## [Your goal]
Would you restate the entries below word for word, starting at the first line and ending with the one that has "pub vertices: Option<Vec<[f32;"?

[Stored records]
'''

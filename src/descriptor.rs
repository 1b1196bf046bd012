use serde::{Deserialize, Serialize};

/// Envelope returned by the crystals endpoint.
#[derive(Debug, Clone, PartialEq, Serialize, Deserialize)]
pub struct ApiResponse<T> {
    pub success: bool,
    #[serde(default, skip_serializing_if = "Option::is_none")]
    pub data: Option<T>,
    #[serde(default, skip_serializing_if = "Option::is_none")]
    pub error: Option<String>,
}

/// Server-side description of a user's crystal.
///
/// The schema mirrors what the viewer reads; fields the backend omits fall
/// back to neutral defaults instead of failing the whole payload.
#[derive(Debug, Clone, PartialEq, Default, Serialize, Deserialize)]
pub struct CrystalDescriptor {
    #[serde(default, skip_serializing_if = "Option::is_none")]
    pub geometry: Option<GeometryDescriptor>,
    #[serde(default)]
    pub crystal: CrystalParams,
    #[serde(default)]
    pub metrics: CrystalMetrics,
}

/// Flat mesh description: vertex triplets, triangle index triplets and
/// optional per-vertex RGB colors in `0..=1`.
#[derive(Debug, Clone, PartialEq, Default, Serialize, Deserialize)]
pub struct GeometryDescriptor {
    #[serde(default, skip_serializing_if = "Option::is_none")]
    pub vertices: Option<Vec<[f32; 3]>>,
    #[serde(default, skip_serializing_if = "Option::is_none")]
    pub faces: Option<Vec<[u32; 3]>>,
    #[serde(default, skip_serializing_if = "Option::is_none")]
    pub colors: Option<Vec<[f32; 3]>>,
}

/// Display parameters of the crystal material.
#[derive(Debug, Clone, Copy, PartialEq, Serialize, Deserialize)]
pub struct CrystalParams {
    /// Used as material opacity.
    #[serde(default = "default_purity")]
    pub purity: f32,
    /// Used as emissive intensity.
    #[serde(default)]
    pub glow_intensity: f32,
    #[serde(default)]
    pub facets: u32,
}

impl Default for CrystalParams {
    fn default() -> Self {
        Self {
            purity: default_purity(),
            glow_intensity: 0.0,
            facets: 0,
        }
    }
}

fn default_purity() -> f32 {
    1.0
}

/// Content metrics the crystal was generated from.
#[derive(Debug, Clone, Copy, PartialEq, Default, Serialize, Deserialize)]
pub struct CrystalMetrics {
    #[serde(default)]
    pub total_content: f64,
    #[serde(default)]
    pub diversity: f64,
}
use glam::{Mat4, Vec3};
use serde::{Deserialize, Serialize};

use crate::descriptor::{CrystalDescriptor, CrystalParams};
use crate::geometry::CrystalGeometry;
use crate::options::ViewerOptions;

/// Everything the renderer draws for one viewer.
#[derive(Debug, Clone, PartialEq, Serialize, Deserialize)]
pub struct CrystalScene {
    pub crystal: CrystalMesh,
    pub camera: PerspectiveCamera,
    pub lights: Vec<Light>,
    pub background: Vec3,
}

impl CrystalScene {
    /// Builds the scene for a fetched descriptor, framing it from
    /// `options.camera_distance`.
    pub fn from_descriptor(
        descriptor: &CrystalDescriptor,
        options: &ViewerOptions,
        aspect: f32,
    ) -> Self {
        let geometry = CrystalGeometry::from_descriptor(descriptor.geometry.as_ref());
        let material = CrystalMaterial::from_params(&descriptor.crystal, geometry.has_colors());
        Self {
            crystal: CrystalMesh::new(geometry, material),
            camera: PerspectiveCamera::new(options.camera_distance, aspect),
            lights: default_lights(),
            background: Vec3::ZERO,
        }
    }

    pub fn ambient(&self) -> Option<&Light> {
        self.lights
            .iter()
            .find(|light| light.kind == LightKind::Ambient)
    }

    pub fn directional(&self) -> Option<&Light> {
        self.lights
            .iter()
            .find(|light| light.kind == LightKind::Directional)
    }

    pub fn point(&self) -> Option<&Light> {
        self.lights.iter().find(|light| light.kind == LightKind::Point)
    }
}

/// The crystal itself: geometry, material and current orientation.
#[derive(Debug, Clone, PartialEq, Serialize, Deserialize)]
pub struct CrystalMesh {
    pub geometry: CrystalGeometry,
    pub material: CrystalMaterial,
    /// Euler angles in radians, applied X then Y then Z.
    pub rotation: Vec3,
}

impl CrystalMesh {
    pub fn new(geometry: CrystalGeometry, material: CrystalMaterial) -> Self {
        Self {
            geometry,
            material,
            rotation: Vec3::ZERO,
        }
    }

    pub fn model_matrix(&self) -> Mat4 {
        Mat4::from_rotation_x(self.rotation.x)
            * Mat4::from_rotation_y(self.rotation.y)
            * Mat4::from_rotation_z(self.rotation.z)
    }
}

/// Phong-style surface description derived from the crystal parameters.
#[derive(Debug, Clone, Copy, PartialEq, Serialize, Deserialize)]
pub struct CrystalMaterial {
    pub base_color: Vec3,
    pub vertex_colors: bool,
    pub opacity: f32,
    pub transparent: bool,
    pub emissive: Vec3,
    pub emissive_intensity: f32,
    pub shininess: f32,
}

impl CrystalMaterial {
    pub fn from_params(params: &CrystalParams, vertex_colors: bool) -> Self {
        let opacity = clamp_unit(params.purity);
        Self {
            base_color: hex_color(0x88ccff),
            vertex_colors,
            opacity,
            transparent: opacity < 1.0,
            emissive: hex_color(0x4488ff),
            emissive_intensity: clamp_unit(params.glow_intensity),
            shininess: 100.0,
        }
    }
}

/// Clamps to `0..=1`; non-finite values become 0.
pub(crate) fn clamp_unit(value: f32) -> f32 {
    if value.is_finite() {
        value.clamp(0.0, 1.0)
    } else {
        0.0
    }
}

/// Perspective camera on the +Z axis looking at the origin.
#[derive(Debug, Clone, Copy, PartialEq, Serialize, Deserialize)]
pub struct PerspectiveCamera {
    /// Vertical field of view in degrees.
    pub fov: f32,
    pub aspect: f32,
    pub near: f32,
    pub far: f32,
    pub position: Vec3,
}

impl PerspectiveCamera {
    pub fn new(distance: f32, aspect: f32) -> Self {
        Self {
            fov: 75.0,
            aspect: aspect.max(0.01),
            near: 0.1,
            far: 1000.0,
            position: Vec3::new(0.0, 0.0, distance),
        }
    }

    /// Updates the aspect ratio from a viewport size; zero heights are ignored.
    pub fn set_viewport(&mut self, width: u32, height: u32) {
        if width == 0 || height == 0 {
            return;
        }
        self.aspect = width as f32 / height as f32;
    }

    pub fn view_proj(&self) -> Mat4 {
        let view = Mat4::look_at_rh(self.position, Vec3::ZERO, Vec3::Y);
        let projection =
            Mat4::perspective_rh(self.fov.to_radians(), self.aspect.max(0.01), self.near, self.far);
        projection * view
    }
}

#[derive(Debug, Clone, Copy, PartialEq, Eq, Serialize, Deserialize)]
#[serde(rename_all = "lowercase")]
pub enum LightKind {
    Ambient,
    Directional,
    Point,
}

/// Scene light. `position` is ignored for ambient lights and is the
/// direction the light comes from for directional lights.
#[derive(Debug, Clone, Copy, PartialEq, Serialize, Deserialize)]
pub struct Light {
    pub kind: LightKind,
    pub color: Vec3,
    pub intensity: f32,
    #[serde(default)]
    pub position: Vec3,
}

pub fn default_lights() -> Vec<Light> {
    vec![
        Light {
            kind: LightKind::Ambient,
            color: hex_color(0x404040),
            intensity: 0.6,
            position: Vec3::ZERO,
        },
        Light {
            kind: LightKind::Directional,
            color: Vec3::ONE,
            intensity: 0.8,
            position: Vec3::new(5.0, 5.0, 5.0),
        },
        Light {
            kind: LightKind::Point,
            color: hex_color(0x4fc3f7),
            intensity: 0.6,
            position: Vec3::new(-5.0, -5.0, 5.0),
        },
    ]
}

/// Converts `0xRRGGBB` into linear-ish `0..=1` components.
pub fn hex_color(hex: u32) -> Vec3 {
    Vec3::new(
        ((hex >> 16) & 0xff) as f32 / 255.0,
        ((hex >> 8) & 0xff) as f32 / 255.0,
        (hex & 0xff) as f32 / 255.0,
    )
}
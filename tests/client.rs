use serde_json::json;
use wiremock::matchers::{method, path};
use wiremock::{Mock, MockServer, ResponseTemplate};

use crystal_viewer::{CrystalClient, CrystalSource, FetchError};

async fn server_returning(template: ResponseTemplate) -> MockServer {
    let server = MockServer::start().await;
    Mock::given(method("GET"))
        .and(path("/api/v1/crystals/42"))
        .respond_with(template)
        .mount(&server)
        .await;
    server
}

#[tokio::test]
async fn returns_data_of_successful_response() {
    let server = server_returning(ResponseTemplate::new(200).set_body_json(json!({
        "success": true,
        "data": {
            "geometry": {
                "vertices": [[0, 0, 0], [1, 0, 0], [0, 1, 0]],
                "faces": [[0, 1, 2]]
            },
            "crystal": {"purity": 0.9, "glow_intensity": 0.5, "facets": 3},
            "metrics": {"total_content": 10, "diversity": 0.5}
        }
    })))
    .await;

    let client = CrystalClient::new(server.uri());
    let descriptor = client
        .fetch_crystal_data("42")
        .await
        .expect("crystal data");

    let geometry = descriptor.geometry.expect("geometry");
    assert_eq!(geometry.vertices.map(|v| v.len()), Some(3));
    assert_eq!(geometry.faces, Some(vec![[0, 1, 2]]));
    assert!(geometry.colors.is_none());
    assert_eq!(descriptor.crystal.facets, 3);
    assert_eq!(descriptor.metrics.total_content, 10.0);
}

#[tokio::test]
async fn not_found_yields_none() {
    let server = server_returning(ResponseTemplate::new(404)).await;
    let client = CrystalClient::new(server.uri());

    assert!(client.fetch_crystal_data("42").await.is_none());
    assert!(matches!(
        client.try_fetch("42").await,
        Err(FetchError::Status(404))
    ));
}

#[tokio::test]
async fn server_error_yields_none() {
    let server = MockServer::start().await;
    Mock::given(method("GET"))
        .respond_with(ResponseTemplate::new(500).set_body_string("oops"))
        .mount(&server)
        .await;
    let client = CrystalClient::new(server.uri());

    assert!(client.fetch_crystal_data("42").await.is_none());
}

#[tokio::test]
async fn rejected_payload_yields_none() {
    let server = MockServer::start().await;
    Mock::given(method("GET"))
        .and(path("/api/v1/crystals/42"))
        .respond_with(ResponseTemplate::new(200).set_body_json(json!({
            "success": false,
            "error": "user not found"
        })))
        .mount(&server)
        .await;
    let client = CrystalClient::new(server.uri());

    assert!(client.fetch_crystal_data("42").await.is_none());
    match client.try_fetch("42").await {
        Err(FetchError::Rejected(reason)) => assert_eq!(reason.as_deref(), Some("user not found")),
        other => panic!("expected rejection, got {other:?}"),
    }
}

#[tokio::test]
async fn malformed_body_yields_none() {
    let server = server_returning(ResponseTemplate::new(200).set_body_string("not json")).await;
    let client = CrystalClient::new(server.uri());

    assert!(client.fetch_crystal_data("42").await.is_none());
}

#[tokio::test]
async fn success_without_data_yields_none() {
    let server = MockServer::start().await;
    Mock::given(method("GET"))
        .and(path("/api/v1/crystals/42"))
        .respond_with(ResponseTemplate::new(200).set_body_json(json!({"success": true})))
        .mount(&server)
        .await;
    let client = CrystalClient::new(server.uri());

    assert!(matches!(
        client.try_fetch("42").await,
        Err(FetchError::MissingData)
    ));
}

#[tokio::test]
async fn unreachable_server_yields_none() {
    let server = MockServer::start().await;
    let uri = server.uri();
    drop(server);

    let client = CrystalClient::new(uri);
    assert!(client.fetch_crystal_data("42").await.is_none());
}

'''

## [Response area]
filename src/descriptor.rs
repository 1b1196bf046bd012
use serde::{Deserialize, Serialize};

/// Envelope returned by the crystals endpoint.
#[derive(Debug, Clone, PartialEq, Serialize, Deserialize)]
pub struct ApiResponse<T> {
    pub success: bool,
    #[serde(default, skip_serializing_if = "Option::is_none")]
    pub data: Option<T>,
    #[serde(default, skip_serializing_if = "Option::is_none")]
    pub error: Option<String>,
}

/// Server-side description of a user's crystal.
///
/// The schema mirrors what the viewer reads; fields the backend omits fall
/// back to neutral defaults instead of failing the whole payload.
#[derive(Debug, Clone, PartialEq, Default, Serialize, Deserialize)]
pub struct CrystalDescriptor {
    #[serde(default, skip_serializing_if = "Option::is_none")]
    pub geometry: Option<GeometryDescriptor>,
    #[serde(default)]
    pub crystal: CrystalParams,
    #[serde(default)]
    pub metrics: CrystalMetrics,
}

/// Flat mesh description: vertex triplets, triangle index triplets and
/// optional per-vertex RGB colors in `0..=1`.
#[derive(Debug, Clone, PartialEq, Default, Serialize, Deserialize)]
pub struct GeometryDescriptor {
    #[serde(default, skip_serializing_if = "Option::is_none")]
    pub vertices: Option<Vec<[f32; 3]>>,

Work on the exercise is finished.